## Task
Which lines of the entries contain the word "UserRole"? Please list them.

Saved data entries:
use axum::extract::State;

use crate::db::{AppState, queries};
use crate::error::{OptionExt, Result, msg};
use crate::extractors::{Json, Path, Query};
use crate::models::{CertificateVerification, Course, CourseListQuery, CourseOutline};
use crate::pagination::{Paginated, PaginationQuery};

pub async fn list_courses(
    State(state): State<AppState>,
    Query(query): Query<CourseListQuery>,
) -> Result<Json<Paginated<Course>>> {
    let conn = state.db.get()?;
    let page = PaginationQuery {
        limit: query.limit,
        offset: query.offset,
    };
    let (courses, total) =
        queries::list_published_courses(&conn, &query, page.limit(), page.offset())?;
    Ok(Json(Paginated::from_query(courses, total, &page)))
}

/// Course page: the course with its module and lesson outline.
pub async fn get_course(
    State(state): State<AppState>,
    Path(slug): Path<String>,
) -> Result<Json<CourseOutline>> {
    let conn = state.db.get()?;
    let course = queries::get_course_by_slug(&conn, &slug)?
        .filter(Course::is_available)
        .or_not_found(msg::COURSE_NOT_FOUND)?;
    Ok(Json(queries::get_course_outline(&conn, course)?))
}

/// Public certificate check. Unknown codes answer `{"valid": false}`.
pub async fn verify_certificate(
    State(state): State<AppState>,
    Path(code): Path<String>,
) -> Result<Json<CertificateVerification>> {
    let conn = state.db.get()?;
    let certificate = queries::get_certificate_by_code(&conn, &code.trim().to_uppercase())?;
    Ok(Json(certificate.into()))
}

* * *

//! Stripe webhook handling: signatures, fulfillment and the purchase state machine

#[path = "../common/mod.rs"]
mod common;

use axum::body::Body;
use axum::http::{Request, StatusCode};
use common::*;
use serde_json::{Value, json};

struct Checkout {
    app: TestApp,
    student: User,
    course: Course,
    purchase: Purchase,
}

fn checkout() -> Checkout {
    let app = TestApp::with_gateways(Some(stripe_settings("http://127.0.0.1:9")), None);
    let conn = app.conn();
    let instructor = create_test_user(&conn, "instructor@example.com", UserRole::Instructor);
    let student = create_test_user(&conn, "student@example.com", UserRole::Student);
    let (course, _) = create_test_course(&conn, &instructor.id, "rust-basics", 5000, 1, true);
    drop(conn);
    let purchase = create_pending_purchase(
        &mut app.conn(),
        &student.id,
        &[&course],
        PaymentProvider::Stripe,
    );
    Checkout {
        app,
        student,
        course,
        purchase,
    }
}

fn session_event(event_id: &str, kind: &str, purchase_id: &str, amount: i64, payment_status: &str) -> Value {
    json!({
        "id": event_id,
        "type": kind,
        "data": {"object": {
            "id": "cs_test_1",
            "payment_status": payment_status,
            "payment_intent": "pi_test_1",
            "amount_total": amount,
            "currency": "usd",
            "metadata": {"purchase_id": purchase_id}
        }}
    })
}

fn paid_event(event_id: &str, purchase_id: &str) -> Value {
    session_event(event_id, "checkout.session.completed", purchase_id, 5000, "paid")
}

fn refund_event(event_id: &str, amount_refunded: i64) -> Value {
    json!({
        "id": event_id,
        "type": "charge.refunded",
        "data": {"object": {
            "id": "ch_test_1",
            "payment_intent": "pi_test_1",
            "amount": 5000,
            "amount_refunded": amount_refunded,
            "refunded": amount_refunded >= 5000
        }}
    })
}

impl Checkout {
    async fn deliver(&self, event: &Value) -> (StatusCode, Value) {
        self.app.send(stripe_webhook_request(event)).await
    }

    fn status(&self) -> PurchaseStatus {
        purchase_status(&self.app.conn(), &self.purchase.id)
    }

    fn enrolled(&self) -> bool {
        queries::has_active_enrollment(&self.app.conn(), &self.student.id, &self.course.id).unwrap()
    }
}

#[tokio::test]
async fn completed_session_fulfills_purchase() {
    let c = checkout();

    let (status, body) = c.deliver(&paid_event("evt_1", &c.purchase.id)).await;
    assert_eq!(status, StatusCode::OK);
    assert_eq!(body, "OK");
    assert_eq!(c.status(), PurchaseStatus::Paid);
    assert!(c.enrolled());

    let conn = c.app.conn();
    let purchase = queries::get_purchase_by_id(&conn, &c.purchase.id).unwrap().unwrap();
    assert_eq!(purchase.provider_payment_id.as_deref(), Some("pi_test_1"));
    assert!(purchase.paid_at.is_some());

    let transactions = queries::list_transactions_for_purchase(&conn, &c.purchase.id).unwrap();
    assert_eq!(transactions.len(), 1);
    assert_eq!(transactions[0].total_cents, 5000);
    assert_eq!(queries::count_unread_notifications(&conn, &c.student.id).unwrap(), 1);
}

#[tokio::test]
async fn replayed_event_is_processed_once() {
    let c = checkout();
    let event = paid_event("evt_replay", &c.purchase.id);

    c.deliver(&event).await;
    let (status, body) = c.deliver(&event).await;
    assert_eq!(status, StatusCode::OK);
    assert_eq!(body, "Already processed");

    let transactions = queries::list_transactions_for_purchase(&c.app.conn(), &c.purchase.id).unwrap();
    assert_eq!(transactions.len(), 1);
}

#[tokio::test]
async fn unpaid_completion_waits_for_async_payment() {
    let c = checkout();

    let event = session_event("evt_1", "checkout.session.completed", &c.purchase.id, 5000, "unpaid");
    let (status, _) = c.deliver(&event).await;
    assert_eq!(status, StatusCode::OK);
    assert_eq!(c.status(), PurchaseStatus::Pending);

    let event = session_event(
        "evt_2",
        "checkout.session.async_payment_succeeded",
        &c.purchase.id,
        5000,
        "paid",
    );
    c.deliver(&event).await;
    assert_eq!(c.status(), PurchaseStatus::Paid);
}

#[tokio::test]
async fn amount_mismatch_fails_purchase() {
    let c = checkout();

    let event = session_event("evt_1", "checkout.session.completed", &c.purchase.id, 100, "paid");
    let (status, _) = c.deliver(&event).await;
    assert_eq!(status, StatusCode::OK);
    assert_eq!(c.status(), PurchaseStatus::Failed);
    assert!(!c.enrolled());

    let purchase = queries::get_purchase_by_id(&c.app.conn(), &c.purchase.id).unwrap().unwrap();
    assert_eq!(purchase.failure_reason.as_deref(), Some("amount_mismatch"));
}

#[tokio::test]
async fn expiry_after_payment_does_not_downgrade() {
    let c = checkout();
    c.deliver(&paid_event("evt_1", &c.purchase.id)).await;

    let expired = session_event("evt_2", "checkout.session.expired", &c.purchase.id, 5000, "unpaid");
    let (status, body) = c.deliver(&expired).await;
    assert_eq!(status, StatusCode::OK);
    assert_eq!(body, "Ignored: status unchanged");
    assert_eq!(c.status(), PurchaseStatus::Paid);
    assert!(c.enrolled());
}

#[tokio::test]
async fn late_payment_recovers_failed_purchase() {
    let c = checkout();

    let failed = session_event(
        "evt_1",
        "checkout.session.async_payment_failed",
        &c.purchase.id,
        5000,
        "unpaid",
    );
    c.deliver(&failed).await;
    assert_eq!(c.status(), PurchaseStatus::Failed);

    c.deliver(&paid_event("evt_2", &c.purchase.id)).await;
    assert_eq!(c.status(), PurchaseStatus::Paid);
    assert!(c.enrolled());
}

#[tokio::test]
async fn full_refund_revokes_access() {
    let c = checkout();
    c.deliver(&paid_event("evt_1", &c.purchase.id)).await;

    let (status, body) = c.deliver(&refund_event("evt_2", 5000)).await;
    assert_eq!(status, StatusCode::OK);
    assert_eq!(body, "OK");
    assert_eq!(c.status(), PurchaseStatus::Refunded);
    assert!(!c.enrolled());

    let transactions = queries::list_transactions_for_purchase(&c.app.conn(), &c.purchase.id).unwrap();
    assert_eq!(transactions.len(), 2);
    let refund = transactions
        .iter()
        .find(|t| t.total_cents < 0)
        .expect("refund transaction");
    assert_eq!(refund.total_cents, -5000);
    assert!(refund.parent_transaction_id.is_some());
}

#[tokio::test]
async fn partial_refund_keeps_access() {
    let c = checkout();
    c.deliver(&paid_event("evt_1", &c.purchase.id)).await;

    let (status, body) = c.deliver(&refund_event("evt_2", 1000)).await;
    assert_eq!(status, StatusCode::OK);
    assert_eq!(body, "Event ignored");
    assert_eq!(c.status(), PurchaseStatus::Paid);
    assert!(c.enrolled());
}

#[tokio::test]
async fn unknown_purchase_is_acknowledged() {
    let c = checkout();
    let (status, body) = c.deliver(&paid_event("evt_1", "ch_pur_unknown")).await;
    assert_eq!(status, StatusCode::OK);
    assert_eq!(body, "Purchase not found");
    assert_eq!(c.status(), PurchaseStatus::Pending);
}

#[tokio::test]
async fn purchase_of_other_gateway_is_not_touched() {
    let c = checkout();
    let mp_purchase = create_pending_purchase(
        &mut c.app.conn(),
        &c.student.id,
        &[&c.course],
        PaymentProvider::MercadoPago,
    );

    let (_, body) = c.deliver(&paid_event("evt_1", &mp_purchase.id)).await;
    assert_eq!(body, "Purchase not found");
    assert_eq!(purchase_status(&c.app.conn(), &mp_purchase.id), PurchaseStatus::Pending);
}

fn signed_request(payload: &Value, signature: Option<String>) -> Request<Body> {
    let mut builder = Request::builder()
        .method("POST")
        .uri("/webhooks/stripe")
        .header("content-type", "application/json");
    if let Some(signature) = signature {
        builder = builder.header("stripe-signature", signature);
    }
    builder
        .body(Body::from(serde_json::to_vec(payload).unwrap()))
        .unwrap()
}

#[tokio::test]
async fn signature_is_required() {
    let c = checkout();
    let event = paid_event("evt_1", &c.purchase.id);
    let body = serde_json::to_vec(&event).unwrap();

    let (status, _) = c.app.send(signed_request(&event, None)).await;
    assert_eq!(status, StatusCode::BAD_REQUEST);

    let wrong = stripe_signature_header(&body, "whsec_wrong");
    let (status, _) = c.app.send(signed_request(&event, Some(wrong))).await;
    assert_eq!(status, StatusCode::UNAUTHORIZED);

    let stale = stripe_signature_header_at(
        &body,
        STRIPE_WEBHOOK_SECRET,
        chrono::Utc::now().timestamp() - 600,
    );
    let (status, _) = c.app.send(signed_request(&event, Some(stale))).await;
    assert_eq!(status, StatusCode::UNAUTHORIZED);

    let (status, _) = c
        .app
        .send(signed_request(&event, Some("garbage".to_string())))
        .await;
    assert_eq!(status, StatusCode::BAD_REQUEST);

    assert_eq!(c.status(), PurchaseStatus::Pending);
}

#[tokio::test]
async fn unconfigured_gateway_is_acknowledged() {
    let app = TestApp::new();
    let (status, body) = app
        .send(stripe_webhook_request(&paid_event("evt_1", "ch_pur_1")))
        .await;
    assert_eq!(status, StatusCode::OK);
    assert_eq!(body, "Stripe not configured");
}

## Exercise answer
    let instructor = create_test_user(&conn, "instructor@example.com", UserRole::Instructor);
    let student = create_test_user(&conn, "student@example.com", UserRole::Student);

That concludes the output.